The breadth of the Centre's declared scope is both its promise and its principal challenge. Machine learning, natural language processing, data science, computer vision, robotics and AI ethics are each substantial fields in their own right, and applying them across education, healthcare, agriculture and governance is an ambitious mandate for a new institution. The test now will be focus. Centres that try to do everything at once often achieve little, while those that identify a small number of problems where local knowledge gives them a genuine advantage, Somali-language processing prominent among them, tend to build credibility and momentum they can later expand. The inclusion of AI ethics and governance in the founding remit is a mature choice, signalling an intention to shape the rules of responsible use rather than confront them only after harm has been done.
There is also a strategic dimension. As artificial intelligence becomes embedded in public administration, security, finance and service delivery, a nation without any domestic capacity to understand, evaluate and adapt these systems cedes a measure of its own sovereignty to those who build them. A national AI centre gives Somalia, over time, the ability to ask hard questions of the technology it adopts: how it was trained, whose assumptions it carries, whether it serves Somali realities or distorts them. That evaluative capacity may prove as valuable as anything the Centre itself invents.
The foundations for optimism are real and specific. Somalia is among the youngest countries in the world by median age, with a large generation of digitally fluent young people whose appetite for technology is already visible in one of Africa's most advanced mobile-money ecosystems.

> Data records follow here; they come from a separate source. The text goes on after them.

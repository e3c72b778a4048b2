//! Tab bar configuration.

use std::{
    collections::HashSet,
    fs,
    path::{Path, PathBuf},
    time::Duration,
};

use serde::{Deserialize, Serialize};

use crate::{
    error::{ConfigError, Result},
    selector::{SelectorOption, SpringConfig},
};

/// One configured tab.
#[derive(Debug, Clone, PartialEq, Serialize, Deserialize)]
pub struct TabConfig {
    pub id: String,
    /// Falls back to `id` when absent.
    #[serde(default)]
    pub label: Option<String>,
    #[serde(default)]
    pub glyph: Option<String>,
    /// Activating this tab opens its panel as a modal instead of selecting it.
    #[serde(default)]
    pub overrides_selection: bool,
    /// The navigator refuses to select this tab.
    #[serde(default)]
    pub locked: bool,
}

impl TabConfig {
    fn new(id: &str, label: &str, glyph: &str) -> Self {
        Self {
            id: id.to_owned(),
            label: Some(label.to_owned()),
            glyph: Some(glyph.to_owned()),
            overrides_selection: false,
            locked: false,
        }
    }

    #[must_use]
    pub fn label(&self) -> &str {
        self.label.as_deref().unwrap_or(&self.id)
    }

    #[must_use]
    pub fn to_option(&self) -> SelectorOption {
        let option = SelectorOption::new(&self.id).with_label(self.label());
        let option = match &self.glyph {
            Some(glyph) => option.with_glyph(glyph),
            None => option,
        };
        if self.overrides_selection {
            option.overriding()
        } else {
            option
        }
    }
}

#[derive(Debug, Clone, PartialEq, Serialize, Deserialize)]
#[serde(default)]
pub struct Config {
    pub tabs: Vec<TabConfig>,
    /// Tab selected on start. Defaults to the first regular tab.
    pub initial: Option<String>,
    pub spring: SpringConfig,
    pub frame_interval_ms: u64,
    /// Delay before a requested selection becomes the active one.
    pub propagation_delay_ms: u64,
}

impl Default for Config {
    fn default() -> Self {
        Self {
            tabs: vec![
                TabConfig::new("listings", "Listele", "▦"),
                TabConfig::new("favorites", "Favoriler", "♡"),
                TabConfig {
                    overrides_selection: true,
                    ..TabConfig::new("create-listing", "İlan Ekle", "⊕")
                },
                TabConfig::new("chat-history", "Geçmiş Sohbetler", "✉"),
                TabConfig::new("profile", "Profil", "☺"),
            ],
            initial: None,
            spring: SpringConfig::default(),
            frame_interval_ms: 16,
            propagation_delay_ms: 0,
        }
    }
}

impl Config {
    /// `<config_dir>/pill-tabs/tabs.json`.
    #[must_use]
    pub fn default_path() -> Option<PathBuf> {
        dirs::config_dir().map(|dir| dir.join("pill-tabs").join("tabs.json"))
    }

    /// Load from `path`, or from [`default_path`](Self::default_path) when
    /// `None`. A missing default file yields the built-in tabs.
    pub fn load(path: Option<&Path>) -> Result<Self> {
        let config = match path {
            Some(path) => Self::read(path)?,
            None => match Self::default_path().filter(|p| p.exists()) {
                Some(path) => Self::read(&path)?,
                None => Self::default(),
            },
        };
        config.validate()?;
        Ok(config)
    }

    fn read(path: &Path) -> Result<Self> {
        let text = fs::read_to_string(path).map_err(|e| ConfigError::Unreadable {
            path: path.to_owned(),
            reason: e.to_string(),
        })?;
        Self::from_json(&text)
    }

    pub fn from_json(text: &str) -> Result<Self> {
        Ok(serde_json::from_str(text)?)
    }

    pub fn validate(&self) -> std::result::Result<(), ConfigError> {
        if self.tabs.is_empty() {
            return Err(ConfigError::NoTabs);
        }

        let mut seen = HashSet::new();
        if let Some(dup) = self.tabs.iter().find(|t| !seen.insert(t.id.as_str())) {
            return Err(ConfigError::DuplicateTab(dup.id.clone()));
        }

        if let Some(initial) = &self.initial {
            let tab = self
                .tab(initial)
                .ok_or_else(|| ConfigError::UnknownInitial(initial.clone()))?;
            if tab.overrides_selection {
                return Err(ConfigError::InitialOverrides(initial.clone()));
            }
        }

        if self.spring.stiffness.is_nan() || self.spring.stiffness <= 0.0 {
            return Err(ConfigError::InvalidStiffness(self.spring.stiffness));
        }
        if self.frame_interval_ms == 0 {
            return Err(ConfigError::ZeroFrameInterval);
        }
        Ok(())
    }

    #[must_use]
    pub fn tab(&self, id: &str) -> Option<&TabConfig> {
        self.tabs.iter().find(|t| t.id == id)
    }

    /// The tab active on start, if any tab can be active at all.
    #[must_use]
    pub fn initial_tab(&self) -> Option<&str> {
        self.initial.as_deref().or_else(|| {
            self.tabs
                .iter()
                .find(|t| !t.overrides_selection)
                .map(|t| t.id.as_str())
        })
    }

    #[must_use]
    pub fn options(&self) -> Vec<SelectorOption> {
        self.tabs.iter().map(TabConfig::to_option).collect()
    }

    #[must_use]
    pub const fn frame_interval(&self) -> Duration {
        Duration::from_millis(self.frame_interval_ms)
    }

    #[must_use]
    pub const fn propagation_delay(&self) -> Duration {
        Duration::from_millis(self.propagation_delay_ms)
    }
}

That demographic energy, directed through an institution that can train and retain it, is precisely the raw material from which national technological capacity is built. Where other nations must import talent, Somalia's challenge is the more tractable one of nurturing and keeping talent it already produces in abundance.
If the Centre holds to focused priorities, its trajectory over the coming years could be considerable. Somali-language tools, translation systems, speech recognition and educational applications built for local realities could reach citizens whom globally trained systems serve poorly or not at all. Graduates carrying advanced skills into government, business and the wider region would extend the Centre's influence far beyond its own walls. Partnerships with regional and international institutions, entered from a position of having something of one's own to contribute rather than merely to receive, could accelerate the work further. In the most promising version of this future, the Centre becomes not only a Somali asset but a regional one, a place where the case Somalia made in Bujumbura, that no African language should be left behind, is turned into working technology.
For now, the launch is a statement of intent as much as an achievement, and intent is where every national capability begins. In establishing the Somali National Artificial Intelligence Centre, the country has planted a marker: that Somalia means not merely to use the defining technology of the age, but to help shape it, in its own language and in its own interest.